Records excerpted from a collection
-- -- --
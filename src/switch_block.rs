//! Assembles a `switch` template node from its subject expression and
//! ordered case clauses.
//!
//! The composer owns only the skeleton: subject header, clause headers,
//! and the closing brace. Whatever sits between a clause header and the
//! next clause (or the closing brace) belongs to the external child-node
//! parser, which receives a lookahead-only stop predicate so the stopping
//! text is left for the composer to consume.

use crate::combinator::{self, StopPredicate, erased};
use crate::cursor::Cursor;
use crate::diagnostic::Diagnostic;
use crate::error::ParseError;
use crate::expression::Expression;
use crate::gocode;

#[derive(Debug, Clone, PartialEq)]
pub struct SwitchNode<N> {
    /// The subject header, e.g. `switch x {`.
    pub expression: Expression,
    pub clauses: Vec<CaseClause<N>>,
}

#[derive(Debug, Clone, PartialEq)]
pub struct CaseClause<N> {
    /// The clause header including its colon, e.g. `case 1:` or `default:`.
    pub expression: Expression,
    pub children: Vec<N>,
    pub diagnostics: Vec<Diagnostic>,
}

/// What a child-node parser hands back for one clause body.
#[derive(Debug, Clone, PartialEq)]
pub struct ParsedChildren<N> {
    pub nodes: Vec<N>,
    pub diagnostics: Vec<Diagnostic>,
}

/// The external template-node parser the composer delegates clause bodies
/// to. Implementations consume zero or more nodes until `stop` matches,
/// without consuming the matched stopping text, and report their own
/// failures as errors.
pub trait ChildNodeParser {
    type Node;

    fn parse_children(
        &mut self,
        input: &mut Cursor<'_>,
        stop: &StopPredicate<'_>,
    ) -> Result<ParsedChildren<Self::Node>, ParseError>;
}

/// Parse a switch block at the cursor.
///
/// Returns `Ok(None)` without consuming anything when the input does not
/// start with `switch `, a soft non-match the caller can backtrack from.
/// Once the prefix is seen the construct is committed: any later failure,
/// including a missing closing brace (`UnterminatedBlock`), is fatal.
pub fn switch_node<P: ChildNodeParser>(
    input: &mut Cursor<'_>,
    children: &mut P,
) -> Result<Option<SwitchNode<P::Node>>, ParseError> {
    if !input.rest().starts_with("switch ") {
        return Ok(None);
    }

    // The subject extraction consumes the whole header through its `{`.
    let expression = gocode::go_expression("switch", input)?;

    let mut clauses = Vec::new();
    while let Some(clause) = case_clause(input, children)? {
        clauses.push(clause);
    }

    combinator::optional_whitespace(input);
    if combinator::close_brace_with_optional_padding(input).is_none() {
        return Err(ParseError::UnterminatedBlock {
            position: input.position(),
        });
    }

    Ok(Some(SwitchNode {
        expression,
        clauses,
    }))
}

/// The start of a case/default clause: optional whitespace, then the
/// clause header through its colon. A soft non-match restores the cursor,
/// including any whitespace consumed while looking.
fn case_start(input: &mut Cursor<'_>) -> Result<Option<Expression>, ParseError> {
    let start = input.index();
    combinator::optional_whitespace(input);

    let ahead = input.peek(9);
    if !ahead.starts_with("case") && !ahead.starts_with("default") {
        input.seek(start);
        return Ok(None);
    }

    let expression = gocode::go_expression("case expression", input)?;

    // Eat the terminating newline.
    if input.rest().starts_with('\n') {
        input.take(1);
    }
    Ok(Some(expression))
}

fn case_clause<P: ChildNodeParser>(
    input: &mut Cursor<'_>,
    children: &mut P,
) -> Result<Option<CaseClause<P::Node>>, ParseError> {
    let Some(expression) = case_start(input)? else {
        return Ok(None);
    };

    // Children run until the block's closing brace or the next clause,
    // neither of which they consume.
    let stop = StopPredicate::any(vec![
        erased(combinator::close_brace_with_optional_padding),
        Box::new(|c: &mut Cursor<'_>| {
            combinator::optional_whitespace(c);
            let ahead = c.peek(9);
            ahead.starts_with("case") || ahead.starts_with("default")
        }),
    ]);
    let parsed = children.parse_children(input, &stop)?;

    combinator::optional_whitespace(input);
    Ok(Some(CaseClause {
        expression,
        children: parsed.nodes,
        diagnostics: parsed.diagnostics,
    }))
}

#[cfg(test)]
mod tests {
    use super::*;

    /// Collects everything before the stop as a single text node, the way
    /// the real template-node parser would return markup children.
    struct TextChildren;

    impl ChildNodeParser for TextChildren {
        type Node = String;

        fn parse_children(
            &mut self,
            input: &mut Cursor<'_>,
            stop: &StopPredicate<'_>,
        ) -> Result<ParsedChildren<String>, ParseError> {
            let mut text = String::new();
            while !input.is_eof() && !stop.matches(input) {
                if let Some(c) = input.take(1) {
                    text.push_str(c);
                }
            }
            let nodes = if text.trim().is_empty() {
                Vec::new()
            } else {
                vec![text]
            };
            Ok(ParsedChildren {
                nodes,
                diagnostics: Vec::new(),
            })
        }
    }

    fn parse(src: &str) -> Result<Option<SwitchNode<String>>, ParseError> {
        let mut input = Cursor::new(src);
        switch_node(&mut input, &mut TextChildren)
    }

    #[test]
    fn missing_prefix_is_a_soft_non_match() {
        let mut input = Cursor::new("<div></div>");
        let r = switch_node(&mut input, &mut TextChildren).unwrap();
        assert!(r.is_none());
        assert_eq!(input.index(), 0);

        // `switch` without the trailing space is also a non-match
        let mut input = Cursor::new("switch{\n}");
        assert!(switch_node(&mut input, &mut TextChildren).unwrap().is_none());
        assert_eq!(input.index(), 0);
    }

    #[test]
    fn composes_subject_and_ordered_clauses() {
        let node = parse("switch x {\ncase 1:\n<div>\ncase 2:\n<div>\ndefault:\n<div>\n</div>}")
            .unwrap()
            .expect("switch should match");

        assert_eq!(node.expression.expr, "switch x {");
        let headers: Vec<&str> = node
            .clauses
            .iter()
            .map(|c| c.expression.expr.as_str())
            .collect();
        assert_eq!(headers, vec!["case 1:", "case 2:", "default:"]);
        for clause in &node.clauses {
            assert_eq!(clause.children.len(), 1, "clause {}", clause.expression.expr);
        }
    }

    #[test]
    fn clause_headers_have_caller_coordinates() {
        let src = "switch x {\ncase 1:\n<div></div>\n}";
        let node = parse(src).unwrap().unwrap();
        let clause = &node.clauses[0];
        assert_eq!(clause.expression.range.from.index, src.find("case").unwrap());
        assert_eq!(clause.expression.range.from.line, 2);
    }

    #[test]
    fn empty_switch_block() {
        let node = parse("switch x {\n}").unwrap().unwrap();
        assert_eq!(node.expression.expr, "switch x {");
        assert!(node.clauses.is_empty());
    }

    #[test]
    fn type_switch_subject() {
        let node = parse("switch x := x.(type) {\ncase bool:\n<div></div>\n}")
            .unwrap()
            .unwrap();
        assert_eq!(node.expression.expr, "switch x := x.(type) {");
        assert_eq!(node.clauses[0].expression.expr, "case bool:");
    }

    #[test]
    fn padded_closing_brace() {
        let node = parse("switch x {\ncase 1:\n<div></div>\n }").unwrap().unwrap();
        assert_eq!(node.clauses.len(), 1);
    }

    #[test]
    fn invalid_subject_is_fatal() {
        let err = parse("switch <div> {\n}").unwrap_err();
        assert!(matches!(err, ParseError::Go { .. }));
    }

    #[test]
    fn missing_close_is_unterminated() {
        let err = parse("switch x {\ncase 1:\n<div>").unwrap_err();
        assert!(matches!(err, ParseError::UnterminatedBlock { .. }));
    }

    #[test]
    fn consumes_exactly_the_block() {
        let src = "switch x {\ncase 1:\n<div></div>\n} <p>after</p>";
        let mut input = Cursor::new(src);
        let node = switch_node(&mut input, &mut TextChildren).unwrap().unwrap();
        assert_eq!(node.clauses.len(), 1);
        assert_eq!(input.rest(), " <p>after</p>");
    }
}
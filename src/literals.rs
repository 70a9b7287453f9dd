//! Recognizers for Go literal and comment forms.
//!
//! These are what make the brace scanner literal-aware: each recognizer
//! consumes one complete literal or comment so that delimiter characters
//! inside it never reach the depth counter. Escape handling follows the Go
//! spec forms: `\ooo`, `\xhh`, `\uhhhh`, `\Uhhhhhhhh`, and the named
//! single-character escapes.

use crate::cursor::Cursor;

/// `// ...` through the end of the line. The newline itself is not part of
/// the comment and is left unconsumed.
pub fn line_comment<'a>(input: &mut Cursor<'a>) -> Option<&'a str> {
    let rest = input.rest();
    if !rest.starts_with("//") {
        return None;
    }
    let len = rest.find('\n').unwrap_or(rest.len());
    advance(input, len)
}

/// `/* ... */` including the close marker. An unterminated block comment is
/// not a match; its bytes fall through to ordinary character handling.
pub fn block_comment<'a>(input: &mut Cursor<'a>) -> Option<&'a str> {
    let rest = input.rest();
    if !rest.starts_with("/*") {
        return None;
    }
    let close = rest[2..].find("*/")?;
    advance(input, 2 + close + 2)
}

/// A Go string literal: interpreted (`"..."` with escapes, single line) or
/// raw (`` `...` ``, no escapes, may span lines).
pub fn string_lit<'a>(input: &mut Cursor<'a>) -> Option<&'a str> {
    interpreted_string(input).or_else(|| raw_string(input))
}

/// A rune literal with the same escape grammar as interpreted strings.
pub fn rune_lit<'a>(input: &mut Cursor<'a>) -> Option<&'a str> {
    let rest = input.rest();
    let bytes = rest.as_bytes();
    if bytes.first() != Some(&b'\'') {
        return None;
    }
    let mut i = 1;
    while i < bytes.len() {
        match bytes[i] {
            b'\'' => return advance(input, i + 1),
            b'\\' => i += escape_len(&bytes[i..]).unwrap_or(1),
            _ => i += 1,
        }
    }
    None
}

fn interpreted_string<'a>(input: &mut Cursor<'a>) -> Option<&'a str> {
    let rest = input.rest();
    let bytes = rest.as_bytes();
    if bytes.first() != Some(&b'"') {
        return None;
    }
    let mut i = 1;
    while i < bytes.len() {
        match bytes[i] {
            b'"' => return advance(input, i + 1),
            // An unescaped newline means this was never a string literal.
            b'\n' => return None,
            b'\\' => i += escape_len(&bytes[i..]).unwrap_or(1),
            _ => i += 1,
        }
    }
    None
}

fn raw_string<'a>(input: &mut Cursor<'a>) -> Option<&'a str> {
    let rest = input.rest();
    if !rest.starts_with('`') {
        return None;
    }
    let close = rest[1..].find('`')?;
    advance(input, 1 + close + 1)
}

/// Byte length of the escape sequence starting at `bytes[0] == b'\\'`, or
/// `None` if the bytes after the backslash do not form a valid escape (the
/// backslash is then consumed on its own, matching how the Go scanner
/// recovers).
fn escape_len(bytes: &[u8]) -> Option<usize> {
    debug_assert_eq!(bytes.first(), Some(&b'\\'));
    match bytes.get(1)? {
        b'a' | b'b' | b'f' | b'n' | b'r' | b't' | b'v' | b'\\' | b'\'' | b'"' => Some(2),
        b'x' => hex_run(bytes, 2, 2),
        b'u' => hex_run(bytes, 2, 4),
        b'U' => hex_run(bytes, 2, 8),
        b'0'..=b'7' => {
            let ok = bytes.len() >= 4 && bytes[1..4].iter().all(|b| (b'0'..=b'7').contains(b));
            ok.then_some(4)
        }
        _ => None,
    }
}

fn hex_run(bytes: &[u8], start: usize, n: usize) -> Option<usize> {
    let ok = bytes.len() >= start + n
        && bytes[start..start + n].iter().all(u8::is_ascii_hexdigit);
    ok.then_some(start + n)
}

fn advance<'a>(input: &mut Cursor<'a>, len: usize) -> Option<&'a str> {
    let start = input.index();
    input.seek(start + len);
    Some(input.slice(start, start + len))
}
use std::fmt;

use serde::{Deserialize, Serialize};

/// A point in template source text.
///
/// `index` is a byte offset into the source. `line` is 1-indexed, `column`
/// is a 0-indexed character count within the line (UTF-8 codepoints, not
/// bytes), matching how editors report positions.
#[derive(Debug, Clone, Copy, PartialEq, Eq, PartialOrd, Ord, Serialize, Deserialize)]
pub struct Position {
    pub index: usize,
    pub line: usize,
    pub column: usize,
}

impl Position {
    pub const fn new(index: usize, line: usize, column: usize) -> Self {
        Self {
            index,
            line,
            column,
        }
    }
}

impl fmt::Display for Position {
    fn fmt(&self, f: &mut fmt::Formatter<'_>) -> fmt::Result {
        write!(f, "{}:{}", self.line, self.column)
    }
}

/// A half-open source range `[from, to)`.
#[derive(Debug, Clone, Copy, PartialEq, Eq, Serialize, Deserialize)]
pub struct Range {
    pub from: Position,
    pub to: Position,
}

impl Range {
    pub const fn new(from: Position, to: Position) -> Self {
        Self { from, to }
    }
}

/// A Go code fragment extracted from template source, together with the
/// range it occupies in the caller's coordinate system.
///
/// `expr` is always a prefix of the content the caller handed in, starting
/// at its cursor: advancing the cursor by exactly `expr.len()` bytes lands
/// immediately after the extracted fragment. Positions never refer to any
/// synthetic wrapper text used during extraction.
#[derive(Debug, Clone, PartialEq, Eq, Serialize, Deserialize)]
pub struct Expression {
    pub expr: String,
    pub range: Range,
}

impl Expression {
    pub fn new(expr: impl Into<String>, from: Position, to: Position) -> Self {
        Self {
            expr: expr.into(),
            range: Range::new(from, to),
        }
    }
}

impl fmt::Display for Expression {
    fn fmt(&self, f: &mut fmt::Formatter<'_>) -> fmt::Result {
        f.write_str(&self.expr)
    }
}

#[cfg(test)]
mod tests {
    use super::*;

    #[test]
    fn position_display() {
        let p = Position::new(14, 3, 5);
        assert_eq!(format!("{p}"), "3:5");
    }

    #[test]
    fn position_ordering_follows_offset() {
        let a = Position::new(0, 1, 0);
        let b = Position::new(4, 2, 0);
        assert!(a < b);
    }

    #[test]
    fn expression_advances_by_len() {
        let content = "x > 3 {\n<div></div>\n}";
        let e = Expression::new("x > 3", Position::new(0, 1, 0), Position::new(5, 1, 5));
        assert_eq!(&content[..e.expr.len()], "x > 3");
        assert_eq!(e.range.to.index - e.range.from.index, e.expr.len());
    }
}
-- -- --
Where a line above contains the word "peek", show that line.

    let ahead = input.peek(9);
            let ahead = c.peek(9);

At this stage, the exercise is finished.